## [Required work]
Go through the entries below and say how many lines hold the word "filename". Nothing else is needed.

## [Source records]
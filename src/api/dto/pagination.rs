//! Pagination and search query parameters.

use serde::{Deserialize, Serialize};
use serde_with::{DisplayFromStr, serde_as};

use crate::domain::entities::LinkFilter;

pub const DEFAULT_PAGE_LIMIT: u32 = 5;
pub const MAX_PAGE_LIMIT: u32 = 100;

/// Query parameters of `GET /api/links`.
///
/// Uses `serde_with` to parse numbers from query strings as integers.
#[serde_as]
#[derive(Debug, Default, Deserialize)]
pub struct ListLinksParams {
    #[serde_as(as = "Option<DisplayFromStr>")]
    #[serde(default)]
    pub page: Option<u32>,

    #[serde_as(as = "Option<DisplayFromStr>")]
    #[serde(default)]
    pub limit: Option<u32>,

    /// Case-insensitive substring of slug or destination.
    #[serde(default)]
    pub search: Option<String>,
}

impl ListLinksParams {
    /// Validates parameters and resolves defaults.
    ///
    /// # Defaults
    ///
    /// - `page`: 1
    /// - `limit`: 5
    ///
    /// # Validation
    ///
    /// - Page must be > 0
    /// - Limit must be between 1 and 100
    pub fn resolve(&self) -> Result<(u32, u32), String> {
        let page = self.page.unwrap_or(1);
        let limit = self.limit.unwrap_or(DEFAULT_PAGE_LIMIT);

        if page == 0 {
            return Err("Page must be greater than 0".to_string());
        }

        if !(1..=MAX_PAGE_LIMIT).contains(&limit) {
            return Err(format!("Limit must be between 1 and {MAX_PAGE_LIMIT}"));
        }

        Ok((page, limit))
    }

    /// Repository filter for a resolved page.
    pub fn to_filter(&self, page: u32, limit: u32) -> LinkFilter {
        let offset = (i64::from(page) - 1) * i64::from(limit);
        LinkFilter::new(offset, i64::from(limit)).with_search(self.search.clone())
    }
}

/// Pagination block of list responses.
#[derive(Debug, Serialize, PartialEq)]
pub struct PaginationMeta {
    pub page: u32,
    pub limit: u32,
    pub total: i64,
    pub pages: i64,
}

impl PaginationMeta {
    pub fn new(page: u32, limit: u32, total: i64) -> Self {
        let limit_i64 = i64::from(limit.max(1));
        Self {
            page,
            limit,
            total,
            pages: (total + limit_i64 - 1) / limit_i64,
        }
    }
}
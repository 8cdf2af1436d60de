//! Repository trait definitions for the domain layer.
//!
//! Traits define the contract for data operations; implementations live in
//! `crate::infrastructure::persistence`. Mock implementations are generated via
//! `mockall` for unit tests.
//!
//! # Available Repositories
//!
//! - [`LinkRepository`] - Short link CRUD and slug existence checks
//! - [`ClickRepository`] - Append-only click log
//! - [`TokenRepository`] - API token authentication

pub mod click_repository;
pub mod link_repository;
pub mod token_repository;

pub use click_repository::ClickRepository;
pub use link_repository::LinkRepository;
pub use token_repository::{ApiToken, NewApiToken, TokenRepository};

#[cfg(test)]
pub use click_repository::MockClickRepository;
#[cfg(test)]
pub use link_repository::MockLinkRepository;
#[cfg(test)]
pub use token_repository::MockTokenRepository;
//! DTOs for the link analytics endpoint.

use chrono::{DateTime, NaiveDate, Utc};
use serde::Serialize;

use crate::api::dto::links::LinkResponse;
use crate::application::services::analytics_service::{DIRECT_REFERRER, LinkAnalytics};

#[derive(Debug, Serialize)]
pub struct DailyClicksItem {
    pub date: NaiveDate,
    pub count: i64,
}

#[derive(Debug, Serialize)]
pub struct ReferrerItem {
    pub referrer: String,
    pub count: i64,
}

/// Click as shown in recent activity. The address fingerprint is not exposed;
/// a missing referrer reads as `Direct`.
#[derive(Debug, Serialize)]
#[serde(rename_all = "camelCase")]
pub struct RecentClickItem {
    pub clicked_at: DateTime<Utc>,
    pub referrer: String,
}

/// Response of `GET /api/links/{id}`.
#[derive(Debug, Serialize)]
#[serde(rename_all = "camelCase")]
pub struct LinkAnalyticsResponse {
    pub link: LinkResponse,
    pub total_clicks: i64,
    pub daily_clicks: Vec<DailyClicksItem>,
    pub top_referrers: Vec<ReferrerItem>,
    pub recent_clicks: Vec<RecentClickItem>,
}

impl LinkAnalyticsResponse {
    pub fn new(analytics: LinkAnalytics, short_url: String) -> Self {
        Self {
            link: LinkResponse::new(analytics.link, short_url),
            total_clicks: analytics.total_clicks,
            daily_clicks: analytics
                .daily_clicks
                .into_iter()
                .map(|d| DailyClicksItem {
                    date: d.date,
                    count: d.count,
                })
                .collect(),
            top_referrers: analytics
                .top_referrers
                .into_iter()
                .map(|r| ReferrerItem {
                    referrer: r.referrer,
                    count: r.count,
                })
                .collect(),
            recent_clicks: analytics
                .recent_clicks
                .into_iter()
                .map(|c| RecentClickItem {
                    clicked_at: c.clicked_at,
                    referrer: c
                        .referrer
                        .unwrap_or_else(|| DIRECT_REFERRER.to_string()),
                })
                .collect(),
        }
    }
}
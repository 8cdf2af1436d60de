//! Click event model for asynchronous click tracking.

use chrono::{DateTime, Utc};

use crate::domain::entities::NewClick;

/// An in-memory click event passed from the redirect path to the click worker.
///
/// Carries the already-hashed client fingerprint, so raw client addresses never
/// leave the request that observed them.
///
/// # Usage Flow
///
/// 1. Created by [`crate::application::services::RedirectService`] after a successful lookup
/// 2. Sent to the bounded channel with `try_send` (never awaited)
/// 3. Persisted by [`crate::domain::click_worker::run_click_worker`]
#[derive(Debug, Clone, PartialEq)]
pub struct ClickEvent {
    pub link_id: i64,
    pub clicked_at: DateTime<Utc>,
    pub ip_hash: String,
    pub referrer: Option<String>,
}

impl ClickEvent {
    /// Creates an event stamped with the current time.
    pub fn new(link_id: i64, ip_hash: String, referrer: Option<String>) -> Self {
        Self {
            link_id,
            clicked_at: Utc::now(),
            ip_hash,
            referrer,
        }
    }
}

impl From<ClickEvent> for NewClick {
    fn from(event: ClickEvent) -> Self {
        NewClick {
            link_id: event.link_id,
            clicked_at: event.clicked_at,
            ip_hash: event.ip_hash,
            referrer: event.referrer,
        }
    }
}
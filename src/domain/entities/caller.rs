//! Authenticated caller identity.

use std::fmt;
use std::str::FromStr;

use super::Link;

/// Role attached to a caller by the identity provider.
#[derive(Debug, Clone, Copy, PartialEq, Eq)]
pub enum Role {
    Member,
    Admin,
}

impl Role {
    pub fn as_str(&self) -> &'static str {
        match self {
            Role::Member => "member",
            Role::Admin => "admin",
        }
    }
}

impl fmt::Display for Role {
    fn fmt(&self, f: &mut fmt::Formatter<'_>) -> fmt::Result {
        f.write_str(self.as_str())
    }
}

impl FromStr for Role {
    type Err = String;

    fn from_str(s: &str) -> Result<Self, Self::Err> {
        match s.to_ascii_lowercase().as_str() {
            "member" => Ok(Role::Member),
            "admin" => Ok(Role::Admin),
            other => Err(format!("unknown role '{other}'")),
        }
    }
}

/// Opaque identity claims of the caller of an authenticated endpoint.
///
/// Inserted into request extensions by [`crate::api::middleware::auth`].
#[derive(Debug, Clone, PartialEq, Eq)]
pub struct Caller {
    pub owner: String,
    pub role: Role,
}

impl Caller {
    pub fn new(owner: impl Into<String>, role: Role) -> Self {
        Self {
            owner: owner.into(),
            role,
        }
    }

    /// Owners may modify their own links; admins may modify any link.
    pub fn can_manage(&self, link: &Link) -> bool {
        self.role == Role::Admin || link.owner == self.owner
    }
}
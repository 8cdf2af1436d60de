//! Handler for short URL redirect.

use axum::{
    extract::{Path, State},
    http::{StatusCode, header},
    response::IntoResponse,
};

use crate::domain::visitor::Visitor;
use crate::error::AppError;
use crate::state::AppState;

/// Redirects a slug to its destination.
///
/// # Endpoint
///
/// `GET /{slug}`
///
/// # Request Flow
///
/// 1. Look up the slug
/// 2. Queue a click event (never awaited, dropped when the queue is full)
/// 3. Return 302 Found with `Location`
///
/// # Errors
///
/// Returns 404 Not Found if the slug doesn't exist.
pub async fn redirect_handler(
    Path(slug): Path<String>,
    State(state): State<AppState>,
    visitor: Visitor,
) -> Result<impl IntoResponse, AppError> {
    let destination = state.redirect_service.resolve(&slug, visitor).await?;

    Ok((StatusCode::FOUND, [(header::LOCATION, destination)]))
}
//! Authentication service for API token validation.

use hmac::{Hmac, Mac};
use sha2::Sha256;
use std::sync::Arc;

use crate::domain::entities::Caller;
use crate::domain::repositories::TokenRepository;
use crate::error::AppError;
use serde_json::json;

type HmacSha256 = Hmac<Sha256>;

/// Hashes a raw token with HMAC-SHA256 keyed by `signing_secret`.
///
/// Returns a 64-character lowercase hex-encoded MAC. Shared with the admin CLI,
/// which must produce the same hash when issuing tokens.
pub fn hash_token(signing_secret: &str, token: &str) -> String {
    let mut mac = HmacSha256::new_from_slice(signing_secret.as_bytes())
        .expect("HMAC accepts any key length");
    mac.update(token.as_bytes());
    hex::encode(mac.finalize().into_bytes())
}

/// Service for authenticating API requests via Bearer tokens.
///
/// Tokens are hashed with HMAC-SHA256 (keyed by `signing_secret`) before storage
/// and comparison. An attacker with read-only access to the database cannot verify
/// or forge tokens without the server-side secret.
pub struct AuthService<R: TokenRepository + ?Sized> {
    repository: Arc<R>,
    signing_secret: String,
}

impl<R: TokenRepository + ?Sized> AuthService<R> {
    /// Creates a new authentication service.
    ///
    /// # Arguments
    ///
    /// - `repository` - token repository for DB operations
    /// - `signing_secret` - HMAC key; must match the value used when tokens were created
    pub fn new(repository: Arc<R>, signing_secret: String) -> Self {
        Self {
            repository,
            signing_secret,
        }
    }

    /// Resolves a raw token to the identity it was issued for.
    ///
    /// On success, updates the `last_used_at` timestamp. A failure to do so is
    /// ignored.
    ///
    /// # Errors
    ///
    /// Returns [`AppError::Unauthorized`] if the token is unknown or revoked.
    ///
    /// Returns [`AppError::Internal`] on database errors.
    pub async fn authenticate(&self, token: &str) -> Result<Caller, AppError> {
        let token_hash = hash_token(&self.signing_secret, token);

        let Some(api_token) = self.repository.find_active(&token_hash).await? else {
            return Err(AppError::unauthorized(
                "Unauthorized",
                json!({"reason": "Invalid or revoked token"}),
            ));
        };

        let _ = self.repository.update_last_used(&token_hash).await;

        Ok(Caller::new(api_token.owner, api_token.role))
    }
}
//! HTTP request/response tracing middleware.

use tower_http::LatencyUnit;
use tower_http::classify::{ServerErrorsAsFailures, SharedClassifier};
use tower_http::trace::{DefaultMakeSpan, DefaultOnFailure, DefaultOnResponse, TraceLayer};
use tracing::Level;

/// Request span layer: one INFO span per request, response logged with latency in
/// milliseconds, 5xx responses additionally logged at ERROR.
///
/// # Example Logs
///
/// ```text
/// INFO request{method=GET uri=/abc123 version=HTTP/1.1}: finished processing request latency=1 ms status=302
/// INFO request{method=POST uri=/api/links version=HTTP/1.1}: finished processing request latency=7 ms status=201
/// ```
///
/// Headers are not recorded, so bearer tokens never reach the logs.
pub fn layer() -> TraceLayer<SharedClassifier<ServerErrorsAsFailures>> {
    TraceLayer::new_for_http()
        .make_span_with(
            DefaultMakeSpan::new()
                .level(Level::INFO)
                .include_headers(false),
        )
        .on_response(
            DefaultOnResponse::new()
                .level(Level::INFO)
                .latency_unit(LatencyUnit::Millis),
        )
        .on_failure(
            DefaultOnFailure::new()
                .level(Level::ERROR)
                .latency_unit(LatencyUnit::Millis),
        )
}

## [Answer to the exercise]
2